[Saved data entries]
- - - -

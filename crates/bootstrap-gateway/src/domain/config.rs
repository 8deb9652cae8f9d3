//! Gateway configuration with validation.
//!
//! Loaded from an optional TOML file, then overridden from the environment.

use std::net::{IpAddr, Ipv4Addr, SocketAddr};
use std::path::{Path, PathBuf};
use std::time::Duration;

use bootstrap_core::{ConfigurationError, SharedSecret, DEFAULT_MAX_OUTSTANDING, DEFAULT_NONCE_TTL};
use serde::{Deserialize, Serialize};

/// Environment variables consulted by [`GatewayConfig::apply_env_overrides`].
pub mod env {
    pub const CONFIG: &str = "BOOTSTRAP_CONFIG";
    pub const SHARED_SECRET: &str = "BOOTSTRAP_SHARED_SECRET";
    pub const HTTP_HOST: &str = "BOOTSTRAP_HTTP_HOST";
    pub const HTTP_PORT: &str = "BOOTSTRAP_HTTP_PORT";
    pub const NONCE_TTL_SECS: &str = "BOOTSTRAP_NONCE_TTL_SECS";
    pub const SERVER_NAME: &str = "BOOTSTRAP_SERVER_NAME";
    pub const REGISTRATION_ENABLED: &str = "BOOTSTRAP_REGISTRATION_ENABLED";
}

/// Main gateway configuration
#[derive(Debug, Clone, Default, Serialize, Deserialize)]
#[serde(default)]
pub struct GatewayConfig {
    /// HTTP listener
    pub http: HttpConfig,
    /// Bootstrap registration protocol
    pub registration: RegistrationConfig,
    /// Per-IP rate limiting
    pub rate_limit: RateLimitConfig,
    /// Request size limits
    pub limits: LimitsConfig,
    /// Request timeouts
    pub timeouts: TimeoutConfig,
}

impl GatewayConfig {
    /// Read `path` (or start from defaults), apply environment overrides, validate.
    pub fn load(path: Option<&Path>) -> Result<Self, ConfigError> {
        let mut config = match path {
            Some(path) => Self::from_file(path)?,
            None => Self::default(),
        };
        config.apply_env_overrides(|key| std::env::var(key).ok())?;
        config.validate()?;
        Ok(config)
    }

    pub fn from_file(path: &Path) -> Result<Self, ConfigError> {
        let raw = std::fs::read_to_string(path).map_err(|source| ConfigError::Io {
            path: path.to_path_buf(),
            source,
        })?;
        Self::from_toml(&raw)
    }

    pub fn from_toml(raw: &str) -> Result<Self, ConfigError> {
        Ok(toml::from_str(raw)?)
    }

    /// Apply `BOOTSTRAP_*` overrides using `lookup` as the variable source.
    pub fn apply_env_overrides<F>(&mut self, lookup: F) -> Result<(), ConfigError>
    where
        F: Fn(&str) -> Option<String>,
    {
        if let Some(secret) = lookup(env::SHARED_SECRET) {
            self.registration.shared_secret = Some(secret);
        }
        if let Some(host) = lookup(env::HTTP_HOST) {
            self.http.host = parse_env(env::HTTP_HOST, &host)?;
        }
        if let Some(port) = lookup(env::HTTP_PORT) {
            self.http.port = parse_env(env::HTTP_PORT, &port)?;
        }
        if let Some(ttl) = lookup(env::NONCE_TTL_SECS) {
            self.registration.nonce_ttl = Duration::from_secs(parse_env(env::NONCE_TTL_SECS, &ttl)?);
        }
        if let Some(name) = lookup(env::SERVER_NAME) {
            self.registration.server_name = name;
        }
        if let Some(enabled) = lookup(env::REGISTRATION_ENABLED) {
            self.registration.enabled = parse_bool(env::REGISTRATION_ENABLED, &enabled)?;
        }
        Ok(())
    }

    /// Validate configuration
    pub fn validate(&self) -> Result<(), ConfigError> {
        // Rate limits
        if self.rate_limit.nonce_per_minute == 0 {
            return Err(ConfigError::InvalidRateLimit(
                "nonce_per_minute cannot be 0".into(),
            ));
        }
        if self.rate_limit.register_per_minute == 0 {
            return Err(ConfigError::InvalidRateLimit(
                "register_per_minute cannot be 0".into(),
            ));
        }
        if self.rate_limit.burst_size == Some(0) {
            return Err(ConfigError::InvalidRateLimit("burst_size cannot be 0".into()));
        }

        // Limits
        if self.limits.max_request_size == 0 {
            return Err(ConfigError::InvalidLimit(
                "max_request_size cannot be 0".into(),
            ));
        }

        // Timeouts
        if self.timeouts.request.is_zero() {
            return Err(ConfigError::InvalidTimeout(
                "request timeout cannot be 0".into(),
            ));
        }

        self.registration.validate()
    }

    /// Get HTTP server bind address
    pub fn http_addr(&self) -> SocketAddr {
        SocketAddr::new(self.http.host, self.http.port)
    }
}

fn parse_env<T: std::str::FromStr>(var: &'static str, value: &str) -> Result<T, ConfigError> {
    value.trim().parse().map_err(|_| ConfigError::Env {
        var,
        value: value.to_string(),
    })
}

fn parse_bool(var: &'static str, value: &str) -> Result<bool, ConfigError> {
    match value.trim().to_ascii_lowercase().as_str() {
        "1" | "true" | "yes" | "on" => Ok(true),
        "0" | "false" | "no" | "off" => Ok(false),
        _ => Err(ConfigError::Env {
            var,
            value: value.to_string(),
        }),
    }
}

/// HTTP server configuration
#[derive(Debug, Clone, Serialize, Deserialize)]
#[serde(default)]
pub struct HttpConfig {
    /// Bind address
    pub host: IpAddr,
    /// Port (default: 8008, 0 picks an ephemeral port)
    pub port: u16,
}

impl Default for HttpConfig {
    fn default() -> Self {
        Self {
            host: IpAddr::V4(Ipv4Addr::LOCALHOST),
            port: 8008,
        }
    }
}

/// Bootstrap registration configuration
#[derive(Clone, Serialize, Deserialize)]
#[serde(default)]
pub struct RegistrationConfig {
    /// Both endpoints answer 403 when false
    pub enabled: bool,
    /// HMAC key; never written back out
    #[serde(skip_serializing)]
    pub shared_secret: Option<String>,
    /// Lifetime of an issued nonce
    #[serde(with = "humantime_serde")]
    pub nonce_ttl: Duration,
    /// Tracked nonces before a forced sweep
    pub max_outstanding_nonces: usize,
    /// Period of the background nonce sweep
    #[serde(with = "humantime_serde")]
    pub sweep_interval: Duration,
    /// Status code of the generic denial (4xx)
    pub denial_status: u16,
    /// Domain part of created user IDs
    pub server_name: String,
    /// `expires_in` of issued access tokens
    #[serde(with = "humantime_serde")]
    pub token_lifetime: Duration,
}

impl Default for RegistrationConfig {
    fn default() -> Self {
        Self {
            enabled: false,
            shared_secret: None,
            nonce_ttl: DEFAULT_NONCE_TTL,
            max_outstanding_nonces: DEFAULT_MAX_OUTSTANDING,
            sweep_interval: Duration::from_secs(30),
            denial_status: 403,
            server_name: "localhost".to_string(),
            token_lifetime: Duration::from_secs(3600),
        }
    }
}

impl RegistrationConfig {
    fn validate(&self) -> Result<(), ConfigError> {
        if self.nonce_ttl.is_zero() {
            return Err(ConfigurationError::ZeroTtl.into());
        }
        if self.max_outstanding_nonces == 0 {
            return Err(ConfigError::InvalidRegistration(
                "max_outstanding_nonces cannot be 0".into(),
            ));
        }
        if self.sweep_interval.is_zero() {
            return Err(ConfigError::InvalidRegistration(
                "sweep_interval cannot be 0".into(),
            ));
        }
        if !(400..=499).contains(&self.denial_status) {
            return Err(ConfigError::InvalidRegistration(format!(
                "denial_status must be a 4xx code, got {}",
                self.denial_status
            )));
        }
        if self.server_name.trim().is_empty() {
            return Err(ConfigError::InvalidRegistration(
                "server_name cannot be empty".into(),
            ));
        }
        if self.enabled {
            self.shared_secret()?;
        }
        Ok(())
    }

    /// The configured secret, or `MissingSharedSecret` when unset or empty.
    pub fn shared_secret(&self) -> Result<SharedSecret, ConfigurationError> {
        SharedSecret::from_config(self.shared_secret.as_deref())
    }
}

impl std::fmt::Debug for RegistrationConfig {
    fn fmt(&self, f: &mut std::fmt::Formatter<'_>) -> std::fmt::Result {
        f.debug_struct("RegistrationConfig")
            .field("enabled", &self.enabled)
            .field(
                "shared_secret",
                &self.shared_secret.as_ref().map(|_| "<redacted>"),
            )
            .field("nonce_ttl", &self.nonce_ttl)
            .field("max_outstanding_nonces", &self.max_outstanding_nonces)
            .field("sweep_interval", &self.sweep_interval)
            .field("denial_status", &self.denial_status)
            .field("server_name", &self.server_name)
            .field("token_lifetime", &self.token_lifetime)
            .finish()
    }
}

/// Rate limiting configuration
#[derive(Debug, Clone, Serialize, Deserialize)]
#[serde(default)]
pub struct RateLimitConfig {
    /// Enable rate limiting
    pub enabled: bool,
    /// Nonce requests per minute per IP
    pub nonce_per_minute: u32,
    /// Registration submissions per minute per IP
    pub register_per_minute: u32,
    /// Burst allowance; defaults to the per-minute rate
    pub burst_size: Option<u32>,
    /// IPs exempt from rate limiting
    pub whitelist: Vec<IpAddr>,
    /// Key buckets on `X-Forwarded-For` / `X-Real-IP` instead of the peer address
    pub trust_forwarded_for: bool,
    /// Idle time after which a bucket is dropped
    #[serde(with = "humantime_serde")]
    pub bucket_idle_timeout: Duration,
}

impl Default for RateLimitConfig {
    fn default() -> Self {
        Self {
            enabled: true,
            nonce_per_minute: 3,
            register_per_minute: 2,
            burst_size: None,
            whitelist: vec![
                IpAddr::V4(Ipv4Addr::LOCALHOST),
                IpAddr::V6(std::net::Ipv6Addr::LOCALHOST),
            ],
            trust_forwarded_for: false,
            bucket_idle_timeout: Duration::from_secs(300),
        }
    }
}

/// Request limits configuration
#[derive(Debug, Clone, Serialize, Deserialize)]
#[serde(default)]
pub struct LimitsConfig {
    /// Max request body size in bytes (default: 64KiB)
    pub max_request_size: usize,
}

impl Default for LimitsConfig {
    fn default() -> Self {
        Self {
            max_request_size: 64 * 1024,
        }
    }
}

/// Timeout configuration
#[derive(Debug, Clone, Serialize, Deserialize)]
#[serde(default)]
pub struct TimeoutConfig {
    /// Upper bound on handling one request
    #[serde(with = "humantime_serde")]
    pub request: Duration,
}

impl Default for TimeoutConfig {
    fn default() -> Self {
        Self {
            request: Duration::from_secs(10),
        }
    }
}

/// Configuration errors
#[derive(Debug, thiserror::Error)]
pub enum ConfigError {
    /// Invalid rate limiting configuration
    #[error("invalid rate limit: {0}")]
    InvalidRateLimit(String),
    /// Invalid size limit
    #[error("invalid limit: {0}")]
    InvalidLimit(String),
    /// Invalid timeout value
    #[error("invalid timeout: {0}")]
    InvalidTimeout(String),
    /// Invalid registration section
    #[error("invalid registration config: {0}")]
    InvalidRegistration(String),
    /// Missing secret or zero TTL
    #[error(transparent)]
    Registration(#[from] ConfigurationError),
    /// Config file could not be read
    #[error("cannot read {}: {source}", path.display())]
    Io {
        path: PathBuf,
        #[source]
        source: std::io::Error,
    },
    /// Config file is not valid TOML for this schema
    #[error("cannot parse config: {0}")]
    Parse(#[from] toml::de::Error),
    /// An environment override did not parse
    #[error("invalid value for {var}: {value:?}")]
    Env { var: &'static str, value: String },
}

/// Humantime serde module for Duration serialization
mod humantime_serde {
    use serde::{Deserialize, Deserializer, Serializer};
    use std::time::Duration;

    pub fn serialize<S>(duration: &Duration, serializer: S) -> Result<S::Ok, S::Error>
    where
        S: Serializer,
    {
        if duration.subsec_nanos() == 0 {
            serializer.serialize_str(&format!("{}s", duration.as_secs()))
        } else {
            serializer.serialize_str(&format!("{}ms", duration.as_millis()))
        }
    }

    pub fn deserialize<'de, D>(deserializer: D) -> Result<Duration, D::Error>
    where
        D: Deserializer<'de>,
    {
        let s = String::deserialize(deserializer)?;
        parse_duration(&s).map_err(serde::de::Error::custom)
    }

    pub(super) fn parse_duration(s: &str) -> Result<Duration, &'static str> {
        let s = s.trim();
        // "ms" must be tried before "s" and "m".
        if let Some(ms) = s.strip_suffix("ms") {
            ms.trim()
                .parse::<u64>()
                .map(Duration::from_millis)
                .map_err(|_| "invalid milliseconds")
        } else if let Some(secs) = s.strip_suffix('s') {
            secs.trim()
                .parse::<u64>()
                .map(Duration::from_secs)
                .map_err(|_| "invalid seconds")
        } else if let Some(mins) = s.strip_suffix('m') {
            scaled(mins, 60, "invalid minutes")
        } else if let Some(hours) = s.strip_suffix('h') {
            scaled(hours, 3600, "invalid hours")
        } else {
            // Plain seconds
            s.parse::<u64>()
                .map(Duration::from_secs)
                .map_err(|_| "invalid duration format")
        }
    }

    /// `value * unit_secs`, rejecting overflow.
    fn scaled(value: &str, unit_secs: u64, err: &'static str) -> Result<Duration, &'static str> {
        value
            .trim()
            .parse::<u64>()
            .ok()
            .and_then(|n| n.checked_mul(unit_secs))
            .map(Duration::from_secs)
            .ok_or(err)
    }
}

- - - -

Description of the task: After locating the line with "the variable source." above, return that line and every later line through the one with "if let Some(host)", word for word and with nothing else.

Task answer:
    /// Apply `BOOTSTRAP_*` overrides using `lookup` as the variable source.
    pub fn apply_env_overrides<F>(&mut self, lookup: F) -> Result<(), ConfigError>
    where
        F: Fn(&str) -> Option<String>,
    {
        if let Some(secret) = lookup(env::SHARED_SECRET) {
            self.registration.shared_secret = Some(secret);
        }
        if let Some(host) = lookup(env::HTTP_HOST) {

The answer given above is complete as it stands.